Scientists used CRISPR technology to make a tiny edit in a gene to stop tomato plants producing an enzyme that converts a vitamin D precursor into cholesterol
23 May 2022
By Adam Vaughan
Biologists have created gene-edited tomatoes that offer a new plant-based source of vitamin D, as the UK government prepares to change the law to allow such “precision-bred” food to be sold in supermarkets.
Eating two of the tomatoes a day would address typical deficiencies in vitamin D, which about a billion people globally don’t get enough of, particularly in sun-starved northern latitudes. The engineered fruit also offers a new vegan alternative to typical vitamin D supplements.
However, despite the UK government set to introduce a bill on 25 May to treat gene-edited food differently to genetically modified organisms, the tomatoes face a series of technical and economic hurdles before they can become widely available.
They were made by editing a gene called Sl7-DR2 to stop the plant producing an enzyme that converts provitamin D3, a precursor to vitamin D, into cholesterol. “We altered a very small fragment of a part of this gene,” says Jie Li at the John Innes Centre in Norwich, UK, who led the research. “Comparing with the non-edited tomato plants, we didn’t see any effect on growth, development or yield in our edited plant. It just looked like a normal tomato fruit.”
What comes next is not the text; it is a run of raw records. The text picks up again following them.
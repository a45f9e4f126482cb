use minijinja::{context, Environment};
use thiserror::Error;

use crate::request::{language_name, ArticleRequest};

const TEMPLATE_NAME: &str = "article_prompt.txt";

const TEMPLATE: &str = r#"You are a German language assistant. I will provide you with a German noun (Nomen), and you need to determine the correct article (der, die, das).

The word is: "{{ word }}"
Respond ONLY with a JSON object in EXACTLY this structure:
{
  "error": false/true,
  "errorMessage": "Only if there's an error, explain what's wrong in {{ language }} language",
  "data": [
    {
      "wordWithArticle": "article + word in German",
      "translation": "translation in {{ language }}",
      "example": {
{%- for number in ["singular", "plural"] %}
        "{{ number }}": {
{%- for kind in ["definite", "indefinite"] %}
          "{{ kind }}": {
{%- for case in ["nominative", "accusative", "dative", "genitive"] %}
            "{{ case }}Example": "simple example using the word \"{{ word }}\" in {{ number }} {{ case }} {{ kind }} case",
            "{{ case }}Translation": "translation of the {{ number }} {{ case }} {{ kind }} example in {{ language }}"{{ "," if not loop.last }}
{%- endfor %}
          }{{ "," if not loop.last }}
{%- endfor %}
        }{{ "," if not loop.last }}
{%- endfor %}
      }
    }
  ]
}

If the input is not a German noun or contains multiple words that aren't a compound noun, set "error" to true and provide an appropriate error message in {{ language }}.
If there are multiple possible interpretations, include each as a separate object in the data array.
Ensure ALL field values are properly escaped for JSON."#;

#[derive(Debug, Error)]
#[error("failed to render the article prompt: {0}")]
pub struct PromptError(#[from] minijinja::Error);

/// Renders the instruction text for one request.
pub fn compile(request: &ArticleRequest) -> Result<String, PromptError> {
    let mut env = Environment::new();
    env.add_template(TEMPLATE_NAME, TEMPLATE)?;
    let prompt = env.get_template(TEMPLATE_NAME)?.render(context! {
        word => request.word(),
        language => language_name(request.language()),
    })?;
    Ok(prompt)
}

#[cfg(test)]
mod tests {
    use super::*;

    fn haus(language: &str) -> String {
        compile(&ArticleRequest::new("Haus", language).unwrap()).unwrap()
    }

    #[test]
    fn substitutes_word_and_language() {
        let prompt = haus("ru");
        assert!(prompt.contains(r#"The word is: "Haus""#));
        assert!(prompt.contains("translation in Russian"));
        assert!(prompt.contains("wrong in Russian language"));
        assert!(!prompt.contains("{{"));
    }

    #[test]
    fn every_slot_names_word_and_language() {
        let prompt = haus("en");
        for number in ["singular", "plural"] {
            for kind in ["definite", "indefinite"] {
                for case in ["nominative", "accusative", "dative", "genitive"] {
                    let example = format!(
                        r#""{case}Example": "simple example using the word \"Haus\" in {number} {case} {kind} case""#
                    );
                    let translation = format!(
                        r#""{case}Translation": "translation of the {number} {case} {kind} example in English""#
                    );
                    assert!(prompt.contains(&example), "missing {example}");
                    assert!(prompt.contains(&translation), "missing {translation}");
                }
            }
        }
    }

    #[test]
    fn unknown_language_code_passes_through() {
        assert!(haus("eo").contains("translation in eo"));
    }

    #[test]
    fn template_skeleton_is_valid_json_shape() {
        let prompt = haus("en");
        let start = prompt.find('{').unwrap();
        let end = prompt.rfind('}').unwrap();
        let skeleton = prompt[start..=end].replace("false/true", "false");
        let value: serde_json::Value = serde_json::from_str(&skeleton).unwrap();
        assert!(value["data"][0]["example"]["plural"]["indefinite"]["genitiveTranslation"].is_string());
    }
}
Cathie Martin, also at the John Innes Centre, says that because of the gene’s structure, it would have been “very difficult” to use traditional plant breeding to arrive at a natural mutation that knocked out the enzyme. Traditional techniques would have taken 10 years to achieve the same result that took 1.5 years using a gene-editing technology known as CRISPR-Cas9, she says.
Vegans may see the tomatoes as a new way to get more vitamin D. Lichen-sourced vitamin D3 supplements are the only existing vegan option and are more expensive than the vast majority of vitamin D3 supplements, which are sourced from lanolin in sheep wool.
It remains to be seen if the edited tomatoes will cost more than conventional ones. Martin believes they shouldn’t, because growers could earn extra revenue from the vitamin D-rich leaves and green shoots to make vitamin D supplements. But more research is needed to show if that production is feasible.
Provitamin D3 is converted to vitamin D3, one of two main types of vitamin D, in plant cells and in human skin if exposed to ultraviolet rays from the sun. The tomatoes are due to be grown outside in government-approved field trials from 1 June to test how much vitamin D3 they produce. Given weak sunlight in the UK, artificial lighting could be required to provide enough UV, meaning more cost and energy. In order to reach shops, the tomatoes will also require a commercial grower to adopt them.
Nonetheless, Stefan Jansson at Umeå University in Sweden says the editing opens up new opportunities. “They have made an important and useful change by changing a few letters in the critical gene,” he says.